Use herbs to avoid the blood-sugar roller coaster.

Stevia Frost
Serves 12

For those who can’t handle the sugar load of typical holiday punches, this frozen alternative is sweetened only with stevia and fruit. Stevia is marketed in the United States as a dietary supplement; it contains zero calories and is loaded with nutrients, including iron, potassium, zinc, calcium, magnesium, vitamins A and C, and flavonoids.
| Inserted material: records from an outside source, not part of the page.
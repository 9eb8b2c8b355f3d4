//! Projection rules.
//!
//! The SELECT list depends on the visualization: line charts with a
//! granularity lead with the truncated time column, table views apply the
//! chosen aggregation across the selected fields, and everything else
//! projects dimensions followed by aggregations.

use crate::error::{FacetError, Result};
use crate::query::{AggFunction, Aggregation, QueryModel};

use super::TimeBucket;

pub(crate) fn build_select(query: &QueryModel, bucket: Option<&TimeBucket>) -> Result<String> {
    let mut items: Vec<String> = Vec::new();

    if let Some(bucket) = bucket {
        items.push(format!("{} AS {}", bucket.expr, bucket.alias));
        for dimension in &query.group_by {
            if *dimension != bucket.column {
                items.push(dimension.clone());
            }
        }
        for agg in &query.agg {
            items.push(render_aggregation(agg, &query.selected_fields)?);
        }
    } else if query.visualization_kind() == "table" && !query.selected_fields.is_empty() {
        items.extend(query.group_by.iter().cloned());
        if let Some(first) = query.agg.first() {
            if first.function == AggFunction::Count {
                // A count collapses the selected fields to a single column
                let alias = first.alias.as_deref().filter(|a| !a.is_empty()).unwrap_or("count");
                items.push(format!("COUNT(*) AS {alias}"));
            } else {
                for field in &query.selected_fields {
                    let field = field.trim();
                    if field.is_empty() || query.group_by.iter().any(|g| g == field) {
                        continue;
                    }
                    items.push(format!(
                        "{}({field}) AS {}",
                        first.function.as_sql(),
                        agg_alias(first.function, field)
                    ));
                }
            }
        }
    } else {
        items.extend(query.group_by.iter().cloned());
        for agg in &query.agg {
            items.push(render_aggregation(agg, &query.selected_fields)?);
        }
    }

    if items.is_empty() {
        let fields: Vec<&str> = query
            .selected_fields
            .iter()
            .map(|f| f.trim())
            .filter(|f| !f.is_empty())
            .collect();
        if !fields.is_empty() {
            return Ok(format!("SELECT {}", fields.join(", ")));
        }
        return Ok("SELECT *".to_string());
    }

    Ok(format!("SELECT {}", items.join(", ")))
}

fn render_aggregation(agg: &Aggregation, selected_fields: &[String]) -> Result<String> {
    let column = agg
        .column
        .as_deref()
        .map(str::trim)
        .filter(|c| !c.is_empty());

    if agg.function == AggFunction::Count && column.is_none() {
        let alias = agg.alias.as_deref().filter(|a| !a.is_empty()).unwrap_or("count");
        return Ok(format!("COUNT(*) AS {alias}"));
    }

    // A missing column falls back to the first selected field
    let column = match column.or_else(|| {
        selected_fields
            .iter()
            .map(|f| f.trim())
            .find(|f| !f.is_empty())
    }) {
        Some(column) => column,
        None => {
            return Err(FacetError::InvalidQuery(format!(
                "fields required for {} aggregation",
                agg.function.as_sql()
            )))
        }
    };

    let alias = match agg.alias.as_deref().filter(|a| !a.is_empty()) {
        Some(alias) => alias.to_string(),
        None => agg_alias(agg.function, column),
    };
    Ok(format!("{}({column}) AS {alias}", agg.function.as_sql()))
}

/// Canonical derived alias: `<function>_<column basename>`, where the
/// basename is the segment after the last dot.
pub(crate) fn agg_alias(function: AggFunction, column: &str) -> String {
    let basename = column.rsplit('.').next().unwrap_or(column);
    format!("{}_{basename}", function.as_lower())
}
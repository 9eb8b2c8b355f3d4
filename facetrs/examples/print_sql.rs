//! Render the SQL for a sample query model in every supported dialect.

use facet::dialect::{
    BigQueryDialect, ClickHouseDialect, Dialect, PostgresDialect, SnowflakeDialect,
};
use facet::query::QueryModel;
use facet::Translator;

fn main() -> anyhow::Result<()> {
    let query: QueryModel = serde_json::from_value(serde_json::json!({
        "source": {"connectionId": "c1", "table": "events"},
        "filters": [
            {"column": "status", "operator": "=", "value": "active"},
            {"logic": "or", "conditions": [
                {"column": "country", "operator": "=", "value": "US"},
                {"column": "country", "operator": "=", "value": "CA"}
            ]}
        ],
        "groupBy": ["ts", "service"],
        "agg": [{"function": "count", "alias": "n"}],
        "timeRange": {"column": "ts", "range": "last_30_day"},
        "visualization": {"type": "line", "config": {}},
        "granularity": "day",
        "sort": [{"column": "n", "direction": "desc"}],
        "limit": 100
    }))?;

    let dialects: [&(dyn Dialect + Send + Sync); 4] = [
        &PostgresDialect,
        &ClickHouseDialect,
        &BigQueryDialect,
        &SnowflakeDialect,
    ];

    for dialect in dialects {
        let translator = Translator::new(dialect);
        println!("-- {} --", dialect.name());
        println!("{}\n", translator.translate(&query)?);
        println!("-- {} count --", dialect.name());
        println!("{}\n", translator.translate_count(&query)?);
    }
    Ok(())
}
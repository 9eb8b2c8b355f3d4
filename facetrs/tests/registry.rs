//! Integration tests for the connection registry: a connections.yaml
//! round trip from disk, predefined immutability, and session CRUD.

use std::io::Write;

use facet::{ConnectionConfig, ConnectionKind, ConnectionRegistry, FacetError};

fn write_config(yaml: &str) -> tempfile::NamedTempFile {
    let mut file = tempfile::NamedTempFile::new().expect("create temp config");
    file.write_all(yaml.as_bytes()).expect("write temp config");
    file.flush().expect("flush temp config");
    file
}

fn scratch_config(host: &str) -> ConnectionConfig {
    ConnectionConfig {
        host: Some(host.to_string()),
        database: Some("scratch".to_string()),
        ..Default::default()
    }
}

#[test]
fn loads_predefined_connections_from_file() {
    let file = write_config(
        r#"
connections:
  - name: Analytics
    type: postgres
    config:
      host: db.internal
      port: 5432
      database: analytics
      user: facet
      password: secret
  - name: Events
    type: clickhouse
    config:
      host: ch.internal
      port: 8123
      database: events
"#,
    );

    let registry = ConnectionRegistry::from_file(file.path()).unwrap();
    let all = registry.list();
    assert_eq!(all.len(), 2);

    assert_eq!(all[0].id, "predef_0_postgres");
    assert_eq!(all[0].name, "Analytics");
    assert_eq!(all[0].kind, ConnectionKind::Postgres);
    assert_eq!(all[0].config.database.as_deref(), Some("analytics"));

    assert_eq!(all[1].id, "predef_1_clickhouse");
    assert_eq!(all[1].kind, ConnectionKind::Clickhouse);

    // ids are stable across lookups
    let fetched = registry.get("predef_1_clickhouse").unwrap();
    assert_eq!(fetched.config.host.as_deref(), Some("ch.internal"));
}

#[test]
fn file_load_substitutes_facet_env_vars() {
    std::env::set_var("FACET_REGISTRY_IT_SECRET", "from-env");
    let file = write_config(
        r#"
connections:
  - name: Analytics
    type: postgres
    config:
      host: db.internal
      password: ${FACET_REGISTRY_IT_SECRET}
      user: ${FACET_REGISTRY_IT_UNSET}
"#,
    );

    let registry = ConnectionRegistry::from_file(file.path()).unwrap();
    let conn = registry.resolve("predef_0_postgres").unwrap();
    assert_eq!(conn.config.password.as_deref(), Some("from-env"));
    // a missing variable substitutes the empty string
    assert_eq!(conn.config.user.as_deref(), Some(""));
    std::env::remove_var("FACET_REGISTRY_IT_SECRET");
}

#[test]
fn predefined_entries_are_read_only() {
    let file = write_config(
        r#"
connections:
  - name: Analytics
    type: postgres
    config:
      host: db.internal
"#,
    );
    let registry = ConnectionRegistry::from_file(file.path()).unwrap();

    assert!(registry.is_predefined("predef_0_postgres"));
    assert!(matches!(
        registry.update(
            "predef_0_postgres",
            "Renamed",
            ConnectionKind::Postgres,
            scratch_config("elsewhere")
        ),
        Err(FacetError::InvalidQuery(_))
    ));
    assert!(matches!(
        registry.delete("predef_0_postgres"),
        Err(FacetError::InvalidQuery(_))
    ));
    // still intact afterwards
    assert_eq!(
        registry.get("predef_0_postgres").unwrap().name,
        "Analytics"
    );
}

#[test]
fn session_connection_crud_round_trip() {
    let registry = ConnectionRegistry::new(Vec::new());

    let created = registry.create("Scratch", ConnectionKind::Snowflake, scratch_config("sf"));
    assert!(created.id.starts_with("sess_"));
    assert!(!registry.is_predefined(&created.id));

    let fetched = registry.get(&created.id).unwrap();
    assert_eq!(fetched.name, "Scratch");
    assert_eq!(fetched.kind, ConnectionKind::Snowflake);

    let updated = registry
        .update(
            &created.id,
            "Scratch 2",
            ConnectionKind::Clickhouse,
            scratch_config("ch"),
        )
        .unwrap();
    assert_eq!(updated.name, "Scratch 2");
    assert_eq!(updated.kind, ConnectionKind::Clickhouse);
    assert!(updated.updated_at >= updated.created_at);

    registry.delete(&created.id).unwrap();
    assert!(registry.get(&created.id).is_none());
    assert!(matches!(
        registry.delete(&created.id),
        Err(FacetError::NotFound(_))
    ));
}

#[test]
fn list_merges_predefined_and_session_entries() {
    let file = write_config(
        r#"
connections:
  - name: Analytics
    type: postgres
    config:
      host: db.internal
"#,
    );
    let registry = ConnectionRegistry::from_file(file.path()).unwrap();
    let session = registry.create("Scratch", ConnectionKind::Bigquery, scratch_config("bq"));

    let all = registry.list();
    assert_eq!(all.len(), 2);
    assert_eq!(all[0].id, "predef_0_postgres");
    assert_eq!(all[1].id, session.id);

    let missing = registry.resolve("predef_9_postgres");
    assert!(matches!(missing, Err(FacetError::NotFound(_))));
}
In other countries, particularly Japan, it has captured a large portion of the alternative sweetener market. In South America, it’s used by diabetics and hypoglycemics to normalize blood-sugar levels. Stevia reportedly also helps increase energy, aids digestion, and even reduces cravings for sweets, tobacco, and alcohol. Although it’s said to be up to thirty times sweeter than sugar, it doesn’t taste like sugar or cook in the same way. Its licorice aftertaste is similar to that of artificial sweeteners.

Stevia is available in most health food stores, but the forms and the price vary significantly: The cut leaf may be found with bulk herbs; tea bags may be with prepackaged teas; and the pure powdered form may be with sweeteners. A white processed form, Stevioside, is also a sweetener but does not provide the same health benefits. If you can’t find the cut or powdered leaf, cut open a tea bag and use the leaf inside.

Preliminary research shows that one tablespoon of aloe a day may reduce triglyceride and blood-sugar levels and that black tea may reduce blood-sugar levels.